Question 29 of 365: Why is location pretending to be content?

Question 29 of 365: Why is location pretending to be content?

Location is the new content.

Or, so would nearly every viral iPhone and web app I have seen recently have you believe. From becoming mayor of Café Macchiato, to allowing everyone to know where you are in Google Latitude, or even just checking in at any of the different locations found on Gowalla; Location has become so important to the fabric of the mobile web that it has found a way to become content. It has started showing up in status messages and blog posts. It has created its own platforms for sharing. Location has become so content heavy that pictures and live streaming of your location is easy for anyone who cares to share the information. It has become an automatic part of every day life for thousands if not hundreds of thousands of users.

So, why do I say “pretending” if so many people find this information engaging enough to want to “check in” multiple times an hour as they bar hop? I believe that location in and of itself is useful, even playful, but it is not a substitute for discussion, creation or collaboration. Location is now being used as a means to simultaneously advertise to you and through your own posts about places you go, advertise through you. Every time you check in at a Starbucks, you are advertising that you are there, and every time that you are near a Starbucks, you can become a target for an online coupon. This cycle doesn’t exactly sound like you are able to ask the right questions.

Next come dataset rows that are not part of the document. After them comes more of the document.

use axum::{
    Json,
    http::StatusCode,
    response::{IntoResponse, Response},
};
use serde_json::json;
use thiserror::Error;

#[derive(Debug, Error)]
pub enum AuthError {
    #[error("User already exists")]
    UserAlreadyExists,

    #[error("Wrong credentials")]
    WrongCredentials,

    #[error("Missing credentials")]
    MissingCredentials,

    #[error("Password too short")]
    WeakPassword,

    #[error("Token creation error")]
    TokenCreation,

    #[error("Invalid token")]
    InvalidToken,

    #[error("Account disabled")]
    AccountDisabled,

    #[error("Forbidden")]
    Forbidden,

    #[error("Internal server error")]
    Internal,
}

impl IntoResponse for AuthError {
    fn into_response(self) -> Response {
        let (status, error_message) = match self {
            AuthError::UserAlreadyExists => (
                StatusCode::CONFLICT,
                "A user with this email already exists",
            ),
            AuthError::WrongCredentials => (StatusCode::UNAUTHORIZED, "Invalid email or password"),
            AuthError::MissingCredentials => {
                (StatusCode::BAD_REQUEST, "Email and password are required")
            }
            AuthError::WeakPassword => (
                StatusCode::BAD_REQUEST,
                "Password must be at least 8 characters",
            ),
            AuthError::TokenCreation => (
                StatusCode::INTERNAL_SERVER_ERROR,
                "Failed to generate session",
            ),
            AuthError::InvalidToken => (StatusCode::UNAUTHORIZED, "Invalid or expired session"),
            AuthError::AccountDisabled => (StatusCode::FORBIDDEN, "This account is disabled"),
            AuthError::Forbidden => (
                StatusCode::FORBIDDEN,
                "You do not have permission to do this",
            ),
            AuthError::Internal => (
                StatusCode::INTERNAL_SERVER_ERROR,
                "An unexpected error occurred",
            ),
        };

        let body = Json(json!({
            "error": error_message,
        }));

        (status, body).into_response()
    }
}

/// Errors returned by the JSON API and the redirect endpoints.
#[derive(Debug, Error)]
pub enum ApiError {
    #[error("{0}")]
    Validation(String),

    #[error("{resource} not found")]
    NotFound { resource: &'static str },

    /// Expired or exhausted resources.
    #[error("{0}")]
    Gone(&'static str),

    #[error("{0}")]
    Conflict(String),

    #[error(transparent)]
    Auth(#[from] AuthError),

    #[error(transparent)]
    Internal(#[from] anyhow::Error),
}

impl ApiError {
    pub fn not_found(resource: &'static str) -> Self {
        Self::NotFound { resource }
    }

    pub fn validation(message: impl Into<String>) -> Self {
        Self::Validation(message.into())
    }

    /// Unique violations become 409 and foreign key violations 400; anything
    /// else is an internal error.
    pub fn from_write(e: anyhow::Error, conflict: &str) -> Self {
        match e.downcast_ref::<sqlx::Error>() {
            Some(sqlx::Error::Database(db)) if db.is_unique_violation() => {
                Self::Conflict(conflict.to_string())
            }
            Some(sqlx::Error::Database(db)) if db.is_foreign_key_violation() => {
                Self::Validation("referenced resource does not exist".into())
            }
            _ => Self::Internal(e),
        }
    }
}

impl IntoResponse for ApiError {
    fn into_response(self) -> Response {
        let (status, message) = match self {
            ApiError::Auth(e) => return e.into_response(),
            ApiError::Validation(message) => (StatusCode::BAD_REQUEST, message),
            ApiError::NotFound { resource } => {
                (StatusCode::NOT_FOUND, format!("{resource} not found"))
            }
            ApiError::Gone(reason) => (StatusCode::GONE, reason.to_string()),
            ApiError::Conflict(message) => (StatusCode::CONFLICT, message),
            ApiError::Internal(e) => {
                tracing::error!("Internal error: {:?}", e);
                (
                    StatusCode::INTERNAL_SERVER_ERROR,
                    "An unexpected error occurred".to_string(),
                )
            }
        };

        (status, Json(json!({ "error": message }))).into_response()
    }
}

#[cfg(test)]
mod tests {
    use super::*;
    use axum::body::to_bytes;

    async fn body_json(response: Response) -> serde_json::Value {
        let bytes = to_bytes(response.into_body(), usize::MAX).await.unwrap();
        serde_json::from_slice(&bytes).unwrap()
    }

    #[tokio::test]
    async fn validation_is_400_with_message() {
        let response = ApiError::validation("name must not be empty").into_response();
        assert_eq!(response.status(), StatusCode::BAD_REQUEST);
        assert_eq!(
            body_json(response).await["error"],
            "name must not be empty"
        );
    }

    #[tokio::test]
    async fn not_found_and_gone() {
        let response = ApiError::not_found("QR code").into_response();
        assert_eq!(response.status(), StatusCode::NOT_FOUND);
        assert_eq!(body_json(response).await["error"], "QR code not found");

        let response = ApiError::Gone("QR code has expired").into_response();
        assert_eq!(response.status(), StatusCode::GONE);
    }

    #[tokio::test]
    async fn internal_errors_hide_details() {
        let response = ApiError::Internal(anyhow::anyhow!("disk on fire")).into_response();
        assert_eq!(response.status(), StatusCode::INTERNAL_SERVER_ERROR);
        assert_eq!(
            body_json(response).await["error"],
            "An unexpected error occurred"
        );
    }

    #[tokio::test]
    async fn auth_errors_keep_their_status() {
        let response = ApiError::from(AuthError::Forbidden).into_response();
        assert_eq!(response.status(), StatusCode::FORBIDDEN);

        let response = ApiError::from(AuthError::InvalidToken).into_response();
        assert_eq!(response.status(), StatusCode::UNAUTHORIZED);
    }

    #[test]
    fn non_constraint_write_errors_are_internal() {
        let err = ApiError::from_write(sqlx::Error::RowNotFound.into(), "taken");
        assert!(matches!(err, ApiError::Internal(_)));
    }
}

On Twitter, you are able to ping specific people about what is going on and where they are, but more importantly, you are able to contextualize the content in any way at all. You can be devoid of location and still have something to say. While your location matters, it isn’t who you are or what value you have. In a blog post, you can make sweeping accusations or link to an enormous amount of information and do high-minded research (or, low-brow comedy). The ability to create your own set of rules for your own content is stunted when everything becomes about where you happen to be standing when you check in.

I get why location is so attractive. It is so easy to produce a feed from. It is easy to follow someone (virtually) and then somewhat voyeuristically, meet up with them. The “content” that comes from location-based services is going to become a massive amount of our daily diet of information. Yet, how is that going to change the way that we fundamentally ask questions or interact with other human beings. Knowing that you exist somewhere in a given time and space may make me feel a bit more connected, especially if I have existed in that exact time and space previously. However, if that is the only connection I am making, if there is no probing deeper, the way you might with a blog post or collaborating in an EtherPad, then I’m not sure that it qualifies at content worthy of our time.

That is not to say that Location can’t be a part of the equation. And, perhaps I give blogs a little too much credit for being about thinking and belief, but I just don’t want to see our rich connected world become a series of tweets about having a great sandwich in a local restaurant. If that is where we are headed, everyone who told us we were crazy to join up in the first place will have been right.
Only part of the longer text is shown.